How to manage shared accounts

By Marianne Curphey

sharing-credit-card

If you're married or cohabiting, you might have a joint mortgage, joint bank account and joint savings. However, the rules are different when it comes to credit cards. Unlike in some other countries, such as the US, there's no such thing as a joint credit card in the UK.

However, there are ways you and your partner can share a credit card account. But before you enter this kind of card arrangement, or open a joint bank or mortgage account, both parties should be clear on who's responsible for the repayments.

How to share a credit card
UK credit cards are held in one name only, says John Webb, consumer affairs executive at credit reference agency Experian. But you can add a secondary cardholder, also known as an authorised user.

"What you can do is take out a credit card and then add an additional cardholder to your account," he says. "They can benefit from being able to spend on it, but the responsibility for the card account and paying the bills rests with the original person who made the application and who is the main cardholder."

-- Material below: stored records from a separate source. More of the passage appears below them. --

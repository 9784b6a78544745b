use clap::Parser;
use imghint::config::{self, Engine, RewriteConfig, SizeUnit};
use imghint::{output, run};
use std::io::{self, Write};
use std::path::{Path, PathBuf};

fn version_string() -> &'static str {
    let on_tag = env!("ON_RELEASE_TAG");
    if on_tag == "true" {
        env!("CARGO_PKG_VERSION")
    } else {
        let hash = env!("GIT_HASH");
        if hash.is_empty() {
            "dev@unknown"
        } else {
            // Called once at startup; the leak is a few bytes
            Box::leak(format!("dev@{hash}").into_boxed_str())
        }
    }
}

#[derive(Parser)]
#[command(name = "imghint")]
#[command(about = "Inject image size and loading hints into HTML and PHP pages")]
#[command(long_about = "\
Inject image size and loading hints into HTML and PHP pages

Every <img> whose source resolves to a readable PNG, JPEG, or WebP file gets
explicit width/height attributes, an inline width style, and lazy-loading
hints. Attributes the page author already wrote are never overwritten, so the
rewrite is safe to run repeatedly.

Layout:

  project/
  ├── imghint.toml        # Optional defaults (unit, engine, directories)
  ├── input/              # Pages to rewrite (.html and .php)
  ├── images/             # Images referenced by the pages
  └── output/             # Rewritten pages, same filenames

Image references resolve against the page's own directory first, then against
the project root. PHP blocks and HTML comments pass through untouched.

Settings not given as arguments are prompted for; pass --yes to accept
defaults (or imghint.toml values) without prompting.")]
#[command(version = version_string())]
struct Cli {
    /// Width unit for the injected inline style: rem, vw, or none
    unit: Option<String>,

    /// Reference viewport width in pixels, used with vw
    base_width: Option<String>,

    /// Lazy-loading hints: anything but "false" keeps them on
    lazy: Option<String>,

    /// Rewrite engine: scan or tree
    engine: Option<String>,

    /// Directory of pages to rewrite
    #[arg(long)]
    input: Option<PathBuf>,

    /// Directory rewritten pages are written to
    #[arg(long)]
    output: Option<PathBuf>,

    /// Project root: imghint.toml location and image-reference fallback
    #[arg(long, default_value = ".")]
    root: PathBuf,

    /// Write a JSON run report to this path
    #[arg(long)]
    report: Option<PathBuf>,

    /// Accept defaults without prompting
    #[arg(short, long)]
    yes: bool,
}

impl Cli {
    fn no_positionals(&self) -> bool {
        self.unit.is_none()
            && self.base_width.is_none()
            && self.lazy.is_none()
            && self.engine.is_none()
    }
}

fn main() -> Result<(), Box<dyn std::error::Error>> {
    let mut cli = Cli::parse();

    let file_config = config::load_file_config(&cli.root)?.unwrap_or_default();
    let mut config = RewriteConfig::with_file_defaults(&file_config);

    if cli.no_positionals() && !cli.yes {
        prompt_for_settings(&mut cli, &config)?;
    }
    apply_positionals(&cli, &mut config);

    let input_dir = resolve_dir(&cli.root, cli.input.as_deref(), file_config.input.as_deref(), "input");
    let output_dir = resolve_dir(&cli.root, cli.output.as_deref(), file_config.output.as_deref(), "output");

    bootstrap_input(&cli, &input_dir)?;

    let options = run::RunOptions {
        config,
        input_dir,
        output_dir,
        project_root: cli.root.clone(),
    };
    let summary = match run::run(&options) {
        Ok(summary) => summary,
        // Nothing to do is not a failure
        Err(run::RunError::NoInputFiles(dir)) => {
            println!("No .html or .php files in {}, nothing to rewrite.", dir.display());
            return Ok(());
        }
        Err(e) => return Err(e.into()),
    };
    output::print_run_output(&summary);

    if let Some(report_path) = &cli.report {
        let json = serde_json::to_string_pretty(&summary)?;
        std::fs::write(report_path, json)?;
        println!("Report written to {}", report_path.display());
    }

    if summary.failures() > 0 {
        std::process::exit(1);
    }
    Ok(())
}

/// CLI positionals override everything; parsing is lenient throughout.
fn apply_positionals(cli: &Cli, config: &mut RewriteConfig) {
    if let Some(unit) = &cli.unit {
        config.size_unit = SizeUnit::parse_lenient(unit);
    }
    if let Some(base) = &cli.base_width {
        if let Ok(px) = base.trim().parse::<u32>() {
            if px > 0 {
                config.base_width_px = px;
            }
        }
    }
    if let Some(lazy) = &cli.lazy {
        config.apply_lazy_loading = !lazy.trim().eq_ignore_ascii_case("false");
    }
    if let Some(engine) = &cli.engine {
        config.engine = Engine::parse_lenient(engine);
    }
}

/// Ask for each setting, defaulting to the current (file or built-in) value.
/// Answers land back on the `Cli` so `apply_positionals` stays the single
/// place precedence is decided. The base width only matters for `vw`, so it
/// is only asked for then.
fn prompt_for_settings(cli: &mut Cli, config: &RewriteConfig) -> io::Result<()> {
    let unit = prompt("Width unit (rem, vw, none)", config.size_unit.as_str())?;
    if SizeUnit::parse_lenient(&unit) == SizeUnit::Vw {
        cli.base_width = Some(prompt(
            "Base viewport width in px",
            &config.base_width_px.to_string(),
        )?);
    }
    cli.unit = Some(unit);
    cli.lazy = Some(prompt(
        "Lazy-loading hints (true/false)",
        if config.apply_lazy_loading { "true" } else { "false" },
    )?);
    cli.engine = Some(prompt("Engine (scan, tree)", config.engine.as_str())?);
    Ok(())
}

fn prompt(question: &str, default: &str) -> io::Result<String> {
    print!("{question} [{default}]: ");
    io::stdout().flush()?;

    let mut line = String::new();
    io::stdin().read_line(&mut line)?;
    let answer = line.trim();
    Ok(if answer.is_empty() {
        default.to_string()
    } else {
        answer.to_string()
    })
}

/// Precedence for the input/output directories: CLI flag → imghint.toml →
/// `<root>/<name>`. Relative paths resolve against the project root.
fn resolve_dir(root: &Path, flag: Option<&Path>, file: Option<&Path>, name: &str) -> PathBuf {
    let chosen = flag
        .or(file)
        .map(Path::to_path_buf)
        .unwrap_or_else(|| PathBuf::from(name));
    if chosen.is_absolute() {
        chosen
    } else {
        root.join(chosen)
    }
}

/// First-run bootstrap: create the expected directories and wait until the
/// user has dropped files in. With `--yes` there is no one to wait for; a
/// still-empty input directory ends the run via its no-input path.
fn bootstrap_input(cli: &Cli, input_dir: &Path) -> io::Result<()> {
    while !run::has_input_files(input_dir) {
        std::fs::create_dir_all(input_dir)?;
        std::fs::create_dir_all(cli.root.join("images"))?;
        if cli.yes {
            return Ok(());
        }
        println!(
            "No .html or .php files in {} — add pages there (and images under {}), then press Enter to continue.",
            input_dir.display(),
            cli.root.join("images").display()
        );
        let mut line = String::new();
        io::stdin().read_line(&mut line)?;
    }
    Ok(())
}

The secondary cardholder will get a card and have all the same spending capabilities as the main cardholder - with none of the repayment liability. You should, of course, come to a repayment agreement with a potential authorised user before you add one, because if that person racks up a tonne of debt and runs off, you are the one liable for the card debt.

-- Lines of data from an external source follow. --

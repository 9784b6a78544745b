//! # imghint
//!
//! Injects image performance hints into static HTML and PHP pages: explicit
//! `width`/`height` attributes read straight from the image files on disk, an
//! inline `width:` style in `rem` or `vw`, and `loading="lazy"` /
//! `decoding="async"`. Pages stop reflowing as images arrive and the browser
//! can defer offscreen fetches — without anyone hand-maintaining dimensions
//! in markup.
//!
//! # Architecture: One Pipeline, Two Engines
//!
//! Every document goes through the same three linear stages:
//!
//! ```text
//! 1. Mask      PHP blocks and HTML comments → inert placeholder tokens
//! 2. Rewrite   every <img> (and its parent's class list) gets its hints
//! 3. Unmask    placeholder tokens → original text, byte for byte
//! ```
//!
//! The middle stage is pluggable. Two engines implement it:
//!
//! - **scan** — regex pattern matching, each tag handled in isolation. Fast,
//!   survives arbitrarily broken markup, but only sees a parent element when
//!   its open tag immediately precedes the `<img>`.
//! - **tree** — a tokenized structural pass. Knows real nesting, so parents
//!   are found across intervening text and siblings, at the cost of needing
//!   the document to tokenize.
//!
//! Both engines only ever add attributes. Anything the page author wrote —
//! existing dimensions, `loading="eager"`, an inline `width:` — wins, which
//! also makes the whole rewrite idempotent.
//!
//! # Module Map
//!
//! | Module | Role |
//! |--------|------|
//! | [`sniff`] | Reads pixel dimensions out of PNG/JPEG/WebP headers, no decoder |
//! | [`attrs`] | Order- and quote-preserving attribute list parsing and editing |
//! | [`mask`] | Masks PHP blocks and comments behind placeholder tokens |
//! | [`rewrite`] | The pipeline driver plus the `scan` and `tree` engines |
//! | [`config`] | CLI/`imghint.toml` settings resolved into one immutable config |
//! | [`run`] | Batch driver — walks the input tree, rewrites files in parallel |
//! | [`output`] | CLI output formatting for run results |
//!
//! # Design Decisions
//!
//! ## Header Sniffing Over Image Decoding
//!
//! Dimensions come from byte-offset reads of container headers, not from an
//! image decoder. The tool touches hundreds of images per run and needs only
//! two integers from each; decoding would be orders of magnitude more work
//! and drag in format-specific failure modes. Unsupported formats simply
//! contribute no dimensions — the image still gets its loading hints.
//!
//! ## Text In, Text Out
//!
//! Documents are rewritten as text, never round-tripped through a DOM
//! serializer. Mixed PHP/HTML sources are not valid markup and a serializer
//! would normalize quoting, entity forms, and whitespace across the whole
//! file. Here, untouched markup is re-emitted verbatim; only rewritten tags
//! are reformatted.
//!
//! ## Masking Instead of PHP Awareness
//!
//! Neither engine knows PHP exists. Server-side blocks are swapped for inert
//! alphanumeric tokens before the rewrite and restored afterwards, so a `>`
//! inside a PHP expression or an `<img` inside a comment can never derail
//! tag matching.

pub mod attrs;
pub mod config;
pub mod mask;
pub mod output;
pub mod rewrite;
pub mod run;
pub mod sniff;

#[cfg(test)]
pub(crate) mod test_helpers;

If the relationship has broken down, you can cancel the authorised user's card. You are responsible for the charges, but your ex won't be able to keep charging on the card.

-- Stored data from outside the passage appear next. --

//! Ordered HTML attribute lists with format-preserving serialization.
//!
//! Both rewrite engines funnel tag rewrites through [`AttrList`]: the raw
//! attribute text of a start tag is parsed into an ordered list, new
//! attributes are merged in (never overwriting author-specified values), and
//! the list is serialized back. Untouched attributes keep their original
//! name casing, quoting style, and relative order; injected attributes are
//! appended at the end with double quotes.
//!
//! A `style` value is treated as a semicolon-delimited list of declarations;
//! [`AttrList::merge_style`] appends a declaration only when no existing
//! declaration has the same property name.

use crate::config::SizeUnit;

/// Quoting style of an attribute value, preserved on output.
#[derive(Debug, Clone, Copy, PartialEq, Eq)]
enum Quote {
    Double,
    Single,
    /// Unquoted value (`width=300`).
    Bare,
}

impl Quote {
    fn delimiter(self) -> &'static str {
        match self {
            Quote::Double => "\"",
            Quote::Single => "'",
            Quote::Bare => "",
        }
    }
}

/// One attribute as written in the source: name, optional value, quoting.
#[derive(Debug, Clone)]
struct Attr {
    name: String,
    /// `None` for boolean attributes (`<input disabled>`).
    value: Option<String>,
    quote: Quote,
}

/// Ordered attribute list parsed from the raw text of a start tag.
#[derive(Debug, Clone, Default)]
pub struct AttrList {
    attrs: Vec<Attr>,
}

impl AttrList {
    /// Parse the raw attribute text of a start tag (everything between the
    /// tag name and the closing `>`, without a trailing self-closing `/`).
    ///
    /// The grammar is deliberately lenient: names are any run of characters
    /// other than whitespace and `=`; values may be double-quoted,
    /// single-quoted, or bare; an unterminated quote swallows the rest of the
    /// text. Nothing here ever fails — garbage tokens become boolean
    /// attributes and round-trip unchanged.
    pub fn parse(raw: &str) -> Self {
        let bytes = raw.as_bytes();
        let mut attrs = Vec::new();
        let mut pos = 0usize;

        while pos < bytes.len() {
            while pos < bytes.len() && bytes[pos].is_ascii_whitespace() {
                pos += 1;
            }
            if pos >= bytes.len() {
                break;
            }

            let name_start = pos;
            while pos < bytes.len() && !bytes[pos].is_ascii_whitespace() && bytes[pos] != b'=' {
                pos += 1;
            }
            let name = raw[name_start..pos].to_string();
            if name.is_empty() {
                // Stray `=` with no name; skip it rather than loop in place.
                pos += 1;
                continue;
            }

            let mut lookahead = pos;
            while lookahead < bytes.len() && bytes[lookahead].is_ascii_whitespace() {
                lookahead += 1;
            }
            if lookahead >= bytes.len() || bytes[lookahead] != b'=' {
                attrs.push(Attr { name, value: None, quote: Quote::Double });
                continue;
            }

            pos = lookahead + 1;
            while pos < bytes.len() && bytes[pos].is_ascii_whitespace() {
                pos += 1;
            }

            let (value, quote) = if pos < bytes.len() && (bytes[pos] == b'"' || bytes[pos] == b'\'') {
                let delim = bytes[pos];
                pos += 1;
                let value_start = pos;
                while pos < bytes.len() && bytes[pos] != delim {
                    pos += 1;
                }
                let value = raw[value_start..pos].to_string();
                if pos < bytes.len() {
                    pos += 1; // closing quote
                }
                let quote = if delim == b'"' { Quote::Double } else { Quote::Single };
                (value, quote)
            } else {
                let value_start = pos;
                while pos < bytes.len() && !bytes[pos].is_ascii_whitespace() {
                    pos += 1;
                }
                (raw[value_start..pos].to_string(), Quote::Bare)
            };

            attrs.push(Attr { name, value: Some(value), quote });
        }

        Self { attrs }
    }

    /// Serialize back to raw attribute text, attributes separated by single
    /// spaces, insertion order preserved.
    pub fn serialize(&self) -> String {
        let mut out = String::new();
        for attr in &self.attrs {
            if !out.is_empty() {
                out.push(' ');
            }
            out.push_str(&attr.name);
            if let Some(value) = &attr.value {
                let q = attr.quote.delimiter();
                out.push('=');
                out.push_str(q);
                out.push_str(value);
                out.push_str(q);
            }
        }
        out
    }

    pub fn is_empty(&self) -> bool {
        self.attrs.is_empty()
    }

    /// Case-insensitive presence check on the attribute name.
    pub fn has(&self, name: &str) -> bool {
        self.find(name).is_some()
    }

    /// Case-insensitive lookup. Boolean attributes report an empty value.
    pub fn get(&self, name: &str) -> Option<&str> {
        self.find(name)
            .map(|i| self.attrs[i].value.as_deref().unwrap_or(""))
    }

    /// Append `name="value"` unless an attribute with that name (any casing)
    /// already exists. Returns true when the attribute was added.
    pub fn set_if_absent(&mut self, name: &str, value: impl Into<String>) -> bool {
        if self.has(name) {
            return false;
        }
        self.attrs.push(Attr {
            name: name.to_string(),
            value: Some(value.into()),
            quote: Quote::Double,
        });
        true
    }

    /// Merge declarations into the `style` attribute.
    ///
    /// An existing `style` is updated in place (keeping its position and
    /// quoting); otherwise one is appended. Each declaration is added only
    /// when no existing declaration has the same property, compared
    /// case-insensitively on the trimmed property name.
    pub fn merge_style(&mut self, declarations: &[(&str, String)]) {
        match self.find("style") {
            Some(i) => {
                let existing = self.attrs[i].value.as_deref().unwrap_or("");
                let merged = merge_declarations(existing, declarations);
                self.attrs[i].value = Some(merged);
            }
            None => {
                let merged = merge_declarations("", declarations);
                self.attrs.push(Attr {
                    name: "style".to_string(),
                    value: Some(merged),
                    quote: Quote::Double,
                });
            }
        }
    }

    /// Add a class token unless the class list already contains any of
    /// `skip_tokens`. A missing `class` attribute is created. Returns true
    /// when the token was added.
    pub fn add_class_token(&mut self, token: &str, skip_tokens: &[&str]) -> bool {
        match self.find("class") {
            Some(i) => {
                let existing = self.attrs[i].value.as_deref().unwrap_or("");
                let blocked = existing
                    .split_whitespace()
                    .any(|t| skip_tokens.iter().any(|s| t.eq_ignore_ascii_case(s)));
                if blocked {
                    return false;
                }
                let mut value = existing.trim_end().to_string();
                if !value.is_empty() {
                    value.push(' ');
                }
                value.push_str(token);
                self.attrs[i].value = Some(value);
                true
            }
            None => {
                self.attrs.push(Attr {
                    name: "class".to_string(),
                    value: Some(token.to_string()),
                    quote: Quote::Double,
                });
                true
            }
        }
    }

    fn find(&self, name: &str) -> Option<usize> {
        self.attrs
            .iter()
            .position(|a| a.name.eq_ignore_ascii_case(name))
    }
}

/// Append declarations to a semicolon-delimited style value, skipping
/// properties that are already declared. Separators are normalized to exactly
/// one `;` between declarations, none dangling at the start.
fn merge_declarations(existing: &str, declarations: &[(&str, String)]) -> String {
    let mut out = existing.trim().to_string();
    for (property, value) in declarations {
        let declared = out.split(';').any(|d| {
            d.split_once(':')
                .is_some_and(|(p, _)| p.trim().eq_ignore_ascii_case(property))
        });
        if declared {
            continue;
        }
        if !out.is_empty() {
            if !out.ends_with(';') {
                out.push(';');
            }
            out.push(' ');
        }
        out.push_str(property);
        out.push_str(": ");
        out.push_str(value);
        out.push(';');
    }
    out
}

/// Convert a pixel width into the inline-style value for the configured unit.
///
/// `rem` divides by 10 with one decimal place; `vw` scales against the base
/// width with four decimal places; `none` yields no style at all.
pub fn width_style_value(unit: SizeUnit, base_width_px: u32, pixel_width: u32) -> Option<String> {
    match unit {
        SizeUnit::Rem => Some(format!("{:.1}rem", f64::from(pixel_width) / 10.0)),
        SizeUnit::Vw => Some(format!(
            "{:.4}vw",
            f64::from(pixel_width) / f64::from(base_width_px) * 100.0
        )),
        SizeUnit::None => None,
    }
}

#[cfg(test)]
mod tests {
    use super::*;

    #[test]
    fn parse_serialize_round_trip() {
        let attrs = AttrList::parse(r#"src="a.png" alt='photo' width=300 disabled"#);
        assert_eq!(
            attrs.serialize(),
            r#"src="a.png" alt='photo' width=300 disabled"#
        );
    }

    #[test]
    fn parse_normalizes_internal_whitespace() {
        let attrs = AttrList::parse("src=\"a.png\"\n      alt = \"x\"");
        assert_eq!(attrs.serialize(), r#"src="a.png" alt="x""#);
    }

    #[test]
    fn parse_unterminated_quote_swallows_rest() {
        let attrs = AttrList::parse(r#"src="a.png alt=b"#);
        assert_eq!(attrs.get("src"), Some("a.png alt=b"));
    }

    #[test]
    fn get_is_case_insensitive_and_preserves_case() {
        let attrs = AttrList::parse(r#"SRC="a.png""#);
        assert_eq!(attrs.get("src"), Some("a.png"));
        assert_eq!(attrs.serialize(), r#"SRC="a.png""#);
    }

    #[test]
    fn boolean_attribute_round_trips_bare() {
        let mut attrs = AttrList::parse("async data-x");
        assert!(attrs.has("ASYNC"));
        assert_eq!(attrs.get("async"), Some(""));
        attrs.set_if_absent("loading", "lazy");
        assert_eq!(attrs.serialize(), r#"async data-x loading="lazy""#);
    }

    #[test]
    fn set_if_absent_never_overwrites() {
        let mut attrs = AttrList::parse(r#"width="999""#);
        assert!(!attrs.set_if_absent("WIDTH", "300"));
        assert_eq!(attrs.serialize(), r#"width="999""#);
    }

    #[test]
    fn injected_attributes_append_in_order() {
        let mut attrs = AttrList::parse(r#"src="a.png""#);
        attrs.set_if_absent("width", "300");
        attrs.set_if_absent("height", "150");
        attrs.merge_style(&[("width", "30.0rem".into()), ("flex-shrink", "0".into())]);
        attrs.set_if_absent("loading", "lazy");
        attrs.set_if_absent("decoding", "async");
        assert_eq!(
            attrs.serialize(),
            r#"src="a.png" width="300" height="150" style="width: 30.0rem; flex-shrink: 0;" loading="lazy" decoding="async""#
        );
    }

    #[test]
    fn merge_style_fresh_value() {
        assert_eq!(
            merge_declarations("", &[("width", "30.0rem".into()), ("flex-shrink", "0".into())]),
            "width: 30.0rem; flex-shrink: 0;"
        );
    }

    #[test]
    fn merge_style_appends_missing_separator() {
        assert_eq!(
            merge_declarations("color: red", &[("width", "1.0rem".into())]),
            "color: red; width: 1.0rem;"
        );
        assert_eq!(
            merge_declarations("color: red;", &[("width", "1.0rem".into())]),
            "color: red; width: 1.0rem;"
        );
    }

    #[test]
    fn merge_style_skips_declared_property() {
        assert_eq!(
            merge_declarations(
                "WIDTH : 5px",
                &[("width", "1.0rem".into()), ("flex-shrink", "0".into())]
            ),
            "WIDTH : 5px; flex-shrink: 0;"
        );
    }

    #[test]
    fn merge_style_updates_existing_attribute_in_place() {
        let mut attrs = AttrList::parse(r#"style='color: red' src="a.png""#);
        attrs.merge_style(&[("width", "1.0rem".into())]);
        assert_eq!(
            attrs.serialize(),
            r#"style='color: red; width: 1.0rem;' src="a.png""#
        );
    }

    #[test]
    fn class_token_added_and_blocked() {
        let mut attrs = AttrList::parse(r#"class="card""#);
        assert!(attrs.add_class_token("flex-cc", &["flex", "flex-cc"]));
        assert_eq!(attrs.serialize(), r#"class="card flex-cc""#);

        let mut flexed = AttrList::parse(r#"class="flex card""#);
        assert!(!flexed.add_class_token("flex-cc", &["flex", "flex-cc"]));
        assert_eq!(flexed.serialize(), r#"class="flex card""#);
    }

    #[test]
    fn class_token_not_fooled_by_substrings() {
        // "flexible" is not the token "flex"
        let mut attrs = AttrList::parse(r#"class="flexible""#);
        assert!(attrs.add_class_token("flex-cc", &["flex", "flex-cc"]));
        assert_eq!(attrs.serialize(), r#"class="flexible flex-cc""#);
    }

    #[test]
    fn class_attribute_created_when_missing() {
        let mut attrs = AttrList::parse(r#"id="hero""#);
        attrs.add_class_token("flex-cc", &["flex", "flex-cc"]);
        assert_eq!(attrs.serialize(), r#"id="hero" class="flex-cc""#);
    }

    #[test]
    fn rem_conversion_one_decimal() {
        assert_eq!(
            width_style_value(SizeUnit::Rem, 1920, 1200),
            Some("120.0rem".to_string())
        );
        assert_eq!(
            width_style_value(SizeUnit::Rem, 1920, 305),
            Some("30.5rem".to_string())
        );
    }

    #[test]
    fn vw_conversion_four_decimals() {
        assert_eq!(
            width_style_value(SizeUnit::Vw, 1920, 1200),
            Some("62.5000vw".to_string())
        );
        assert_eq!(
            width_style_value(SizeUnit::Vw, 1920, 300),
            Some("15.6250vw".to_string())
        );
    }

    #[test]
    fn none_injects_nothing() {
        assert_eq!(width_style_value(SizeUnit::None, 1920, 1200), None);
    }
}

If an ex-partner is trying to take out a card in your name, however, that would be a clear case of attempted fraud, Webb says.

If your authorised user simply spends more than you would like, you can put a limit on the secondary card. You may be able to change the limit if you contact your individual lender and explain the situation, Webb says.

How joint bank accounts differ from shared credit cards A 2017 survey commissioned by Sarah Pennells, founder of the money advice site Savvy Woman, suggests that many people don't understand joint bank accounts.

Most people (74%) don't know that either person is liable for paying the entire debt on a shared account.

Almost half (46%) of those questioned thought - wrongly - that if they split up with a partner and there is a debt on their shared account, each person was liable to pay only half the debt. Some (11.9%) thought that only the person who runs up the debt is responsible for paying it - which is also wrong.

"I get a regular stream of women contacting me after their relationships have broken down and they find themselves liable for their partner's debts," Pennells says.

The reason for uncertainty may be that, according to experts, the liability varies based on what sort of contract (credit card, checking/savings or mortgage) you have signed. And it's not always easy to find the answer in your card agreement.

"Banks' terms and conditions can run to many pages, so perhaps it's not surprising that many people don't read them," she says. The study found that nearly nine out of 10 people (87.5%) want banks to provide clearer information when they open a joint account, and nearly half (43.4%) want a one-page summary.

Pennells says she was surprised that so many people didn't understand the importance of the terms and conditions of joint bank accounts.

"It's important to know what your liability is when you sign a contract," she says. "You could end up being asked by your bank to pay off an ex-partner's debt if it has been run up on a joint account. The bank is within their right to go after anyone whose name is on the account."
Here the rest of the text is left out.